Task to carry out. Beginning with the line that contains "filename src/stats/hashrate.rs" in the material below, print each line exactly until the line that contains "Short reporting window" has been printed, then stop.

#### Data section

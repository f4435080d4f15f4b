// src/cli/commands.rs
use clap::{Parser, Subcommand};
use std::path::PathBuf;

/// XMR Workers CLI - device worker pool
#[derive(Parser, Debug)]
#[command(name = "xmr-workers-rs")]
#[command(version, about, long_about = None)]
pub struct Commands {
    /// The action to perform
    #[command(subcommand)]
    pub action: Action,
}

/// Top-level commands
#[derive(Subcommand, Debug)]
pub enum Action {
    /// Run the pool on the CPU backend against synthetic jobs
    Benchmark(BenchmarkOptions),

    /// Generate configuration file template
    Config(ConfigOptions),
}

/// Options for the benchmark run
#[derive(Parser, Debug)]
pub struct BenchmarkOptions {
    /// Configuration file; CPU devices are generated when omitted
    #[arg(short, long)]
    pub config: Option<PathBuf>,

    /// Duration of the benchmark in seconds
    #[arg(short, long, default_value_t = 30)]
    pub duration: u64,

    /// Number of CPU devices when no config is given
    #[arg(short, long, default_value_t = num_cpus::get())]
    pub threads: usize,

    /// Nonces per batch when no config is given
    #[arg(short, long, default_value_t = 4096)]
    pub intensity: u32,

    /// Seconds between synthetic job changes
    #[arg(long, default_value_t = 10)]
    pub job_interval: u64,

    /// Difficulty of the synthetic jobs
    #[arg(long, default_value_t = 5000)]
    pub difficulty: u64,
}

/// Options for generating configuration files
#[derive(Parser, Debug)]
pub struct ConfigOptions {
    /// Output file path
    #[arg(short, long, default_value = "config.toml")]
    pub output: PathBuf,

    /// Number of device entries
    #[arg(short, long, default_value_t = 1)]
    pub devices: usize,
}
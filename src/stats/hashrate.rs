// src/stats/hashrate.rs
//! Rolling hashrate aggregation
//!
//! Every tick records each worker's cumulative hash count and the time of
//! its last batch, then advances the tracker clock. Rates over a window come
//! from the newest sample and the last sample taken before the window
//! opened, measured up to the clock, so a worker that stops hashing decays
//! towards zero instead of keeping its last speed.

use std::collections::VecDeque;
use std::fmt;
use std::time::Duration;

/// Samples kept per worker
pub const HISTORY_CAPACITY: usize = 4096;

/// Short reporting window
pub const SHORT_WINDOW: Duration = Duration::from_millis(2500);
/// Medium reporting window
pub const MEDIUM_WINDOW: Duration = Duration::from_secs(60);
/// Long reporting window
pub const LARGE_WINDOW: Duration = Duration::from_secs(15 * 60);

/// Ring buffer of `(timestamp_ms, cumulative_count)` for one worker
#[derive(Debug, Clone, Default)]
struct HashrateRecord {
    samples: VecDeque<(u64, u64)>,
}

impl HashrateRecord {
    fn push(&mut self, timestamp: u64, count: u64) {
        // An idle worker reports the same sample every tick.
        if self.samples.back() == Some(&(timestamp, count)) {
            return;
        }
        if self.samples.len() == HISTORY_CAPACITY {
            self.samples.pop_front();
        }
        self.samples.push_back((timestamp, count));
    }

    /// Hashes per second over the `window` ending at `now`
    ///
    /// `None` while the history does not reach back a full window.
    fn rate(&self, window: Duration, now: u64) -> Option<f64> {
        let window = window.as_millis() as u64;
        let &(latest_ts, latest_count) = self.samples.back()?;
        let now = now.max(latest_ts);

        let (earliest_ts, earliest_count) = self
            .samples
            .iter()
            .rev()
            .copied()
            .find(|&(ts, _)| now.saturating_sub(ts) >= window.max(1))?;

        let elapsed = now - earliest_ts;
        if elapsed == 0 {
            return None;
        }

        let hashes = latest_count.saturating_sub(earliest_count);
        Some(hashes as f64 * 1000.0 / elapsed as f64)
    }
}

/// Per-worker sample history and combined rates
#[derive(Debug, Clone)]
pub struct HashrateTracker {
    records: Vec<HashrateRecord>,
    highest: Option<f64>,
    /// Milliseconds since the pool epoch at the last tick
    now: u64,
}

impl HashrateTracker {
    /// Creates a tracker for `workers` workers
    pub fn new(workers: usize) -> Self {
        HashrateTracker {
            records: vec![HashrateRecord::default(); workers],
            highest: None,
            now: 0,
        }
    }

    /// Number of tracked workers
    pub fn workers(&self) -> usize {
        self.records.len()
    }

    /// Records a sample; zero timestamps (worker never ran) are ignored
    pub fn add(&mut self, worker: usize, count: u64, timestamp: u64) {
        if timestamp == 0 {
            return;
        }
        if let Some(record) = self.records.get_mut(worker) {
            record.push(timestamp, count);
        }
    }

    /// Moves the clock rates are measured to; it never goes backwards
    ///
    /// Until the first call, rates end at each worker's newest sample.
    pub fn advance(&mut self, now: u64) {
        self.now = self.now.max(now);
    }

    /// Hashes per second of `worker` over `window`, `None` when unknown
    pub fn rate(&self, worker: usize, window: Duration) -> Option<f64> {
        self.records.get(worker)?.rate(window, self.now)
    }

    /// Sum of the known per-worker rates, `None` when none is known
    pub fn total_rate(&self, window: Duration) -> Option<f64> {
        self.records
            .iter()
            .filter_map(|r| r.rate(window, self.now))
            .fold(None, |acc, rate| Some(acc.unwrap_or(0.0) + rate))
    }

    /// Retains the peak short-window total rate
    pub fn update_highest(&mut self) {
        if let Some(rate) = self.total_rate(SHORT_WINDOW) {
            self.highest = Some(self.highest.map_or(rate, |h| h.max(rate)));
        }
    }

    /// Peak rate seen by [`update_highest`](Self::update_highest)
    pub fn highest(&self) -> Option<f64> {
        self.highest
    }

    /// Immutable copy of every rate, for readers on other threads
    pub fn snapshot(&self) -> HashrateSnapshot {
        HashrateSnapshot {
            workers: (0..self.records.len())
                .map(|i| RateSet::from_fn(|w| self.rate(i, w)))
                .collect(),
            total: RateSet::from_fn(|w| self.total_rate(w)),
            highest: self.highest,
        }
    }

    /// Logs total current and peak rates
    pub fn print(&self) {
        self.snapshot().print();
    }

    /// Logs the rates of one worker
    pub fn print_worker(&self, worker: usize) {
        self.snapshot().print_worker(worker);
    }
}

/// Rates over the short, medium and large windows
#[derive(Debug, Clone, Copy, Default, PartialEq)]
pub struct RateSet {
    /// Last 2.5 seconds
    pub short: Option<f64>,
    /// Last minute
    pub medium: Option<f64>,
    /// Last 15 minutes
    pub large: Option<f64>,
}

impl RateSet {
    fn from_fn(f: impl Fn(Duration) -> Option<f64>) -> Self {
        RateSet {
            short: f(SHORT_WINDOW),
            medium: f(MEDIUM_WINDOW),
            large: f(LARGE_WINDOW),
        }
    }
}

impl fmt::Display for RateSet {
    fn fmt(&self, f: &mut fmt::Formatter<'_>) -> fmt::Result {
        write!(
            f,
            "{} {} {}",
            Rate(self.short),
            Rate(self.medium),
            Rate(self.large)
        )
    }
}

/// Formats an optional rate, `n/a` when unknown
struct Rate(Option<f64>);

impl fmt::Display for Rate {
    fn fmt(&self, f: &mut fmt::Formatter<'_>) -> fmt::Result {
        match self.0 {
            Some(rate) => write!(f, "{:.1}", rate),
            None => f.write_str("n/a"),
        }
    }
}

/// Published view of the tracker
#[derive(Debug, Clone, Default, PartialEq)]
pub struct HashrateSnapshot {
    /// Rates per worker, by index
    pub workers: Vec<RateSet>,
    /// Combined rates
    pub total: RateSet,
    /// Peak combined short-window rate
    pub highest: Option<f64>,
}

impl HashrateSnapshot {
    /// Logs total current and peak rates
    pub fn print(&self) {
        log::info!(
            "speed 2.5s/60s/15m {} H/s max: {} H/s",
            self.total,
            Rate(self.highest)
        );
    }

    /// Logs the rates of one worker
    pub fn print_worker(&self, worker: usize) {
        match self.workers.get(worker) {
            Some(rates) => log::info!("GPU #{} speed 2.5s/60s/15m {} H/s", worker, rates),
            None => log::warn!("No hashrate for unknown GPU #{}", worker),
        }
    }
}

########

Exercise result.
filename src/stats/hashrate.rs
// src/stats/hashrate.rs
//! Rolling hashrate aggregation
//!
//! Every tick records each worker's cumulative hash count and the time of
//! its last batch, then advances the tracker clock. Rates over a window come
//! from the newest sample and the last sample taken before the window
//! opened, measured up to the clock, so a worker that stops hashing decays
//! towards zero instead of keeping its last speed.

use std::collections::VecDeque;
use std::fmt;
use std::time::Duration;

/// Samples kept per worker
pub const HISTORY_CAPACITY: usize = 4096;

/// Short reporting window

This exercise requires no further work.